Кто бы мог подумать, — говорили друзья, что этот человек с такой открытой физиономией, обладающий таким превосходным вином, торгует неграми?.. Но как же это комиссариат в Бордо мог отправить нас на этой шхуне? Впрочем, еще несколько часов и этот молодец со своей командой дорого поплатится за все свои злодеяния, потому что англичане не любят шутить.

Действительно, английский фрегат значительно обогнал «Осу», но вдруг все изменилось.

Вот уже с полчаса времени, как огонь был разведен на «Осе», под командою Голловея мигом исчез камбуз, а на ее месте воздвиглась огромная труба, которую, совсем уже готовую, подняли из трюма, и когда открыты были заслонки, то она стала изрыгать черные облака дыма.

Очень скоро оказалось, что шхуна быстро обгоняет своего колоссального противника.

При виде такого маневра, крейсер увеличил быстроту хода, не переставая посылать ядра на «Осу», в надежде остановить ее хоть каким-нибудь важным повреждением, но фрегат был вооружен старыми орудиями, заряжающимися с дула, что было достаточно против жалких судов португальцев, торгующих неграми, но не достигало цели, чтобы долго вредить пароходу с лучшим ходом. Английский старый фрегат, по распоряжению своего правительства, доживал свои последние дни в преследовании судов, торгующих неграми.
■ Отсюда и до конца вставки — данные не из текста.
use desk_clock::clock::dialogs::{dispatch, AppearanceDialogs};
use desk_clock::clock::drag::WindowGeometry;
use desk_clock::clock::menu::MenuCommand;
use desk_clock::clock::preferences::{JsonPreferenceStore, PREFERENCES_FILE_NAME};
use desk_clock::clock::{
    ClockColor, ClockController, ClockEffect, ClockEvent, ColorTarget, FontDescriptor,
};
use tempfile::tempdir;

#[derive(Default)]
struct ScriptedDialogs {
    colors: Vec<Option<ClockColor>>,
    font: Option<FontDescriptor>,
    confirm: bool,
    prompts: usize,
}

impl AppearanceDialogs for ScriptedDialogs {
    fn choose_color(&mut self, _target: ColorTarget, _initial: ClockColor) -> Option<ClockColor> {
        self.prompts += 1;
        self.colors.pop().flatten()
    }

    fn choose_font(&mut self, _initial: &FontDescriptor) -> Option<FontDescriptor> {
        self.prompts += 1;
        self.font.clone()
    }

    fn confirm_exit(&mut self) -> bool {
        self.prompts += 1;
        self.confirm
    }
}

fn run(
    clock: &mut ClockController,
    dialogs: &mut ScriptedDialogs,
    event: ClockEvent,
) -> Vec<ClockEffect> {
    dispatch(|event| clock.handle(event), dialogs, event)
}

fn geometry() -> WindowGeometry {
    WindowGeometry {
        client_width: 298,
        client_height: 148,
        window_width: 300,
        window_height: 150,
        origin_x: 100,
        origin_y: 100,
        client_inset_x: 1,
        client_inset_y: 1,
        screen_width: 1920,
        screen_height: 1080,
    }
}

#[test]
fn appearance_changes_survive_a_restart() {
    let dir = tempdir().unwrap();
    let path = dir.path().join(PREFERENCES_FILE_NAME);
    let mut clock = ClockController::from_store(Box::new(JsonPreferenceStore::new(&path)))
        .with_geometry(geometry());
    let mut dialogs = ScriptedDialogs {
        colors: vec![Some(ClockColor::rgb(0, 0, 128)), Some(ClockColor::rgb(0, 255, 0))],
        font: Some(FontDescriptor::with_face("Courier New")),
        confirm: true,
        ..Default::default()
    };

    let effects = run(&mut clock, &mut dialogs, ClockEvent::Menu(MenuCommand::FontColor));
    assert_eq!(effects, vec![ClockEffect::Repaint]);
    run(&mut clock, &mut dialogs, ClockEvent::Menu(MenuCommand::BackgroundColor));
    run(&mut clock, &mut dialogs, ClockEvent::Menu(MenuCommand::Font));
    assert_eq!(clock.appearance().text_color, ClockColor::rgb(0, 255, 0));
    assert_eq!(clock.appearance().background_color, ClockColor::rgb(0, 0, 128));

    let effects = run(&mut clock, &mut dialogs, ClockEvent::Menu(MenuCommand::Exit));
    assert_eq!(effects, vec![ClockEffect::DestroyWindow]);
    let effects = run(&mut clock, &mut dialogs, ClockEvent::Destroy);
    assert_eq!(effects, vec![ClockEffect::StopTimer, ClockEffect::Quit]);
    assert_eq!(dialogs.prompts, 4);

    let restarted = ClockController::from_store(Box::new(JsonPreferenceStore::new(&path)));
    assert_eq!(restarted.appearance().text_color, ClockColor::rgb(0, 255, 0));
    assert_eq!(restarted.appearance().background_color, ClockColor::rgb(0, 0, 128));
    assert_eq!(restarted.appearance().font.face, "Courier New");
}

#[test]
fn cancelled_dialogs_and_declined_exit_change_nothing() {
    let dir = tempdir().unwrap();
    let store = JsonPreferenceStore::new(dir.path().join(PREFERENCES_FILE_NAME));
    let mut clock = ClockController::from_store(Box::new(store)).with_geometry(geometry());
    let before = clock.appearance().clone();
    let mut dialogs = ScriptedDialogs {
        colors: vec![None],
        ..Default::default()
    };

    assert!(run(&mut clock, &mut dialogs, ClockEvent::Menu(MenuCommand::FontColor)).is_empty());
    assert!(run(&mut clock, &mut dialogs, ClockEvent::Menu(MenuCommand::Font)).is_empty());
    assert!(run(&mut clock, &mut dialogs, ClockEvent::Menu(MenuCommand::Exit)).is_empty());
    assert_eq!(clock.appearance(), &before);
}

#[test]
fn drag_through_the_controller_moves_and_clamps() {
    let dir = tempdir().unwrap();
    let store = JsonPreferenceStore::new(dir.path().join(PREFERENCES_FILE_NAME));
    let mut clock = ClockController::from_store(Box::new(store)).with_geometry(geometry());
    let mut dialogs = ScriptedDialogs::default();

    let down = ClockEvent::PointerDown {
        client_point: (50, 50),
    };
    assert_eq!(run(&mut clock, &mut dialogs, down), vec![ClockEffect::CapturePointer]);
    let drag_to = ClockEvent::PointerMove {
        screen_point: (5000, 600),
    };
    let effects = run(&mut clock, &mut dialogs, drag_to);
    assert_eq!(effects, vec![ClockEffect::MoveWindow { x: 1620, y: 549 }]);
    assert_eq!(
        run(&mut clock, &mut dialogs, ClockEvent::PointerUp),
        vec![ClockEffect::ReleasePointer]
    );
    assert_eq!(dialogs.prompts, 0);
}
Видя неоспоримое превосходство своего хода, капитан Ле Ноэль возымел адскую мысль, которую немедленно привел в исполнение.

— Верже, — сказал он, — прикажите койки долой, и приготовьтесь к сражению. Давненько уже наши молодцы не имели никакого развлечения, надо же повеселить их хоть немножко.

Приказ отдан, все повиновались, не задаваясь вопросом в состоянии ли «Оса» помериться со своим колоссальным противником. Если бы капитан Ле Ноэль повел своих моряков на штурм Этны, так и тогда никто бы из них не усомнился, и все повиновались бы безропотно.

Чрез несколько минут, двенадцать бойниц, шесть на правой и шесть на левой стороне, искусно скрытые в обшивке корабля, показали свои зияющие пасти, снабженные нарезными семидюймовыми орудиями, заряжающимися с казенной части, и в один миг, как бы по волшебному мановению все паруса были убраны для облегчения судна.

Как боец, готовый вступить в битву, сбрасывает с ceбя все лишнее, что могло бы помешать ему, «Оса» сбросила с себя паруса, которые могли мешать свободе ее движений и отважно явилась на арену, доверяясь только своей машине.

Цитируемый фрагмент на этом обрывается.